Mongol Home

Mongol Home

Sunday, June 9, 2019

Some Recent D&D Thoughts


I am thinking a lot lately about D&D. What I like about it, and what I don't. Me being me, this means old school D&D (or it's clones). I have been giving serious thought to writing my own version of B/X to give to my players, maybe edit down the text only version of B/X Essentials (now Old School Essentials) to add a few sub-systems I like, subtract a few bits I don't. The only downside really is that they'd have to be rewritten for every single campaign I run. Different settings get different setting specific rules, but maybe a core?


I say B/X, because my Ostschild campaign was B/X and it was dead easy to hack those rules, add some AD&D if I wanted, or whatever. AD&D is what my “Colonies of Avalon” and my “Lost Atlantis” games were and I learned there were quite a few AD&Disms I just don't care for. For the last couple of decades at least, maybe longer, I have been hacking and house ruling my games pretty significantly, and I was really the only one that cared about the rules. I was the guy running the game, and my players, which usually included my wife and kids, trusted me to know what I was doing, and mostly could not have cared less about the actually rules. I dropped a lot of stuff over the years I thought was needlessly nit-picky. I pulled in stuff from other editions, or stuff I found online and thought was cool, or just stuff that I made up; not to mention the house rules that everyone just seemed to know from time immemorial. Critical hits on a natural 20 doing double damage, for instance, are so common many people think they are actually in the rules. EGG hated the concept (or so he said publicly, having never played with him I couldn't say), but they were, and are, everywhere. Where did we learn them? Who knows.

One of my players was recently frustrated by the fact that there isn't really any reason to play anything but a Human in 1st edition AD&D. She plays a Gnome Thief/Illusionist and I think has never played old school D&D before. My initial reaction was like “Duh, it says right in the book this is a humanocentric game”, but coming from where she was, I get it. WotC really took a lot of effort to balancing the races (and classes) in 3e (and beyond). AD&D does a pretty decent job at showing the various advantages non-humans get, but is fairly poor at pointing out the disadvantages, and they do not cancel each other out balance wise. In many ways I agree with EGG about the humanocentric game (also in the way he thought that fighters were the class people would want to play).

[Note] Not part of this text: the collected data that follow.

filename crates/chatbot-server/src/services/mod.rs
pub mod client_manager;
pub mod embedding_cache;
pub mod embedding_service;
pub mod llm_service;
pub mod prompt_assembler;
pub mod rag_service;
pub mod sanitizer;
pub mod session;
pub mod vector_service;

#[cfg(test)]
pub(crate) mod test_support;

pub use client_manager::ClientManager;
pub use embedding_cache::EmbeddingCache;
pub use embedding_service::EmbeddingService;
pub use llm_service::LlmService;
pub use prompt_assembler::PromptAssembler;
pub use rag_service::{PipelineConfig, RagService};
pub use session::SessionHandler;
pub use vector_service::VectorIndexClient;
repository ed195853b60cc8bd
use axum::{
    routing::{any, get, post},
    Router,
};
use tower_http::{
    cors::CorsLayer,
    trace::{DefaultMakeSpan, TraceLayer},
};

use crate::handlers;
use crate::state::AppState;

pub fn build_router(state: AppState) -> Router {
    // Public routes
    let health_routes = Router::new()
        .route("/health", get(handlers::health::health_check))
        .route("/health/ready", get(handlers::health::readiness_check));

    // Chat routes
    let chat_routes = Router::new()
        .route("/ws", any(handlers::socket::ws_handler))
        .route("/api/chat", post(handlers::chat::chat_handler));

    Router::new()
        .merge(health_routes)
        .merge(chat_routes)
        .with_state(state)
        // CORS
        .layer(CorsLayer::permissive())
        // Tracing
        .layer(
            TraceLayer::new_for_http()
                .make_span_with(DefaultMakeSpan::default().include_headers(true)),
        )
}
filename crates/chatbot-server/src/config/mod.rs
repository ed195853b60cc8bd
pub mod settings;

pub use settings::*;
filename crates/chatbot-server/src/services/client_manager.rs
use anyhow::Result;
use std::sync::Arc;
use tokio::sync::OnceCell;
use tracing::info;

use crate::config::Settings;
use crate::services::llm_service::{LlmProvider, LlmService};
use crate::services::vector_service::{RetrievalProvider, VectorIndexClient};
use crate::utils::PipelineError;

type Factory<T> = Box<dyn Fn() -> Result<Arc<T>> + Send + Sync>;

/// Process-lifetime handles to the external services.
///
/// Each handle is built on first use and then shared. Concurrent first
/// accesses wait on the same construction, so exactly one handle per service
/// ever exists. Nothing releases them; they live until shutdown.
pub struct ClientManager {
    vector_factory: Factory<dyn RetrievalProvider>,
    llm_factory: Factory<dyn LlmProvider>,
    vector_index: OnceCell<Arc<dyn RetrievalProvider>>,
    completion: OnceCell<Arc<dyn LlmProvider>>,
}

impl ClientManager {
    pub fn new(vector_factory: Factory<dyn RetrievalProvider>, llm_factory: Factory<dyn LlmProvider>) -> Self {
        Self {
            vector_factory,
            llm_factory,
            vector_index: OnceCell::new(),
            completion: OnceCell::new(),
        }
    }

    pub fn from_settings(settings: &Settings) -> Self {
        let vector_config = settings.vector.clone();
        let llm_config = settings.llm.clone();

        Self::new(
            Box::new(move || -> Result<Arc<dyn RetrievalProvider>> {
                info!("Creating vector index client for {}", vector_config.index_host);
                Ok(Arc::new(VectorIndexClient::new(&vector_config)?))
            }),
            Box::new(move || -> Result<Arc<dyn LlmProvider>> {
                info!("Creating completion client for {}", llm_config.base_url);
                Ok(Arc::new(LlmService::new(llm_config.clone())?))
            }),
        )
    }

    pub async fn vector_index(&self) -> Result<Arc<dyn RetrievalProvider>, PipelineError> {
        self.vector_index
            .get_or_try_init(|| async { (self.vector_factory)() })
            .await
            .cloned()
            .map_err(PipelineError::retrieval)
    }

    pub async fn completion(&self) -> Result<Arc<dyn LlmProvider>, PipelineError> {
        self.completion
            .get_or_try_init(|| async { (self.llm_factory)() })
            .await
            .cloned()
            .map_err(PipelineError::generation)
    }
}
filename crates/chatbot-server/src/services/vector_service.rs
use anyhow::{Context, Result};
use reqwest::Client;
use serde::{Deserialize, Serialize};
use serde_json::{Map, Value};
use tracing::debug;

use crate::config::VectorConfig;

/// Trait for the vector similarity service
#[async_trait::async_trait]
pub trait RetrievalProvider: Send + Sync {
    /// At most `top_k` matches from `namespace`, best first.
    async fn query(&self, vector: &[f32], top_k: usize, namespace: &str) -> Result<Vec<RetrievalMatch>>;
}

#[derive(Debug, Clone, Default, PartialEq, Serialize, Deserialize)]
pub struct MatchMetadata {
    #[serde(default)]
    pub text: String,
    #[serde(flatten)]
    pub extra: Map<String, Value>,
}

#[derive(Debug, Clone, PartialEq, Serialize, Deserialize)]
pub struct RetrievalMatch {
    pub id: String,
    #[serde(default)]
    pub score: f32,
    #[serde(default)]
    pub metadata: MatchMetadata,
}

#[derive(Debug, Serialize)]
#[serde(rename_all = "camelCase")]
struct QueryRequest<'a> {
    vector: &'a [f32],
    top_k: usize,
    include_metadata: bool,
    namespace: &'a str,
}

#[derive(Debug, Deserialize)]
struct QueryResponse {
    #[serde(default)]
    matches: Vec<RetrievalMatch>,
}

/// Client for a Pinecone-compatible index data plane.
pub struct VectorIndexClient {
    client: Client,
    index_host: String,
    api_key: String,
}

impl VectorIndexClient {
    pub fn new(config: &VectorConfig) -> Result<Self> {
        let client = Client::builder()
            .timeout(config.timeout())
            .build()
            .context("Failed to build vector index HTTP client")?;

        Ok(Self {
            client,
            index_host: config.index_host.trim_end_matches('/').to_string(),
            api_key: config.api_key.clone(),
        })
    }
}

#[async_trait::async_trait]
impl RetrievalProvider for VectorIndexClient {
    async fn query(&self, vector: &[f32], top_k: usize, namespace: &str) -> Result<Vec<RetrievalMatch>> {
        debug!("Querying index: top_k={}, namespace={:?}", top_k, namespace);

        let request = QueryRequest {
            vector,
            top_k,
            include_metadata: true,
            namespace,
        };

        let response = self
            .client
            .post(format!("{}/query", self.index_host))
            .header("Api-Key", &self.api_key)
            .json(&request)
            .send()
            .await
            .context("Failed to connect to vector index")?;

        if !response.status().is_success() {
            let status = response.status();
            let body = response.text().await.unwrap_or_default();
            anyhow::bail!("Vector index error ({}): {}", status, body);
        }

        let parsed: QueryResponse = response
            .json()
            .await
            .context("Failed to parse vector index response")?;

        let mut matches = parsed.matches;
        // Stable, so equal scores keep the index's order
        matches.sort_by(|a, b| b.score.total_cmp(&a.score));
        matches.truncate(top_k);

        debug!("Index returned {} matches", matches.len());
        Ok(matches)
    }
}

I have been considering stripping out all of the non-Human PC races. Over time D&D has consistently increased the number of PC races (really species) that are playable. I'd like to go the other way. Elves and Dwarves and Gnomes, if not Halflings, are folkloric creatures and should stay that way. Half Orcs and Half Elves have their own issues, on the one hand species this alien to each other probably should not be able to interbreed, on the other, at least for Half Orcs, it implies a tragic and disgusting backstory of rape.

I might consider creating new classes for human characters that are essentially reskins of the missing demihumans, or I may not. While the B/X Elf gives us a good “Fighting Wizard” class, what do the Halfling and the Dwarf bring?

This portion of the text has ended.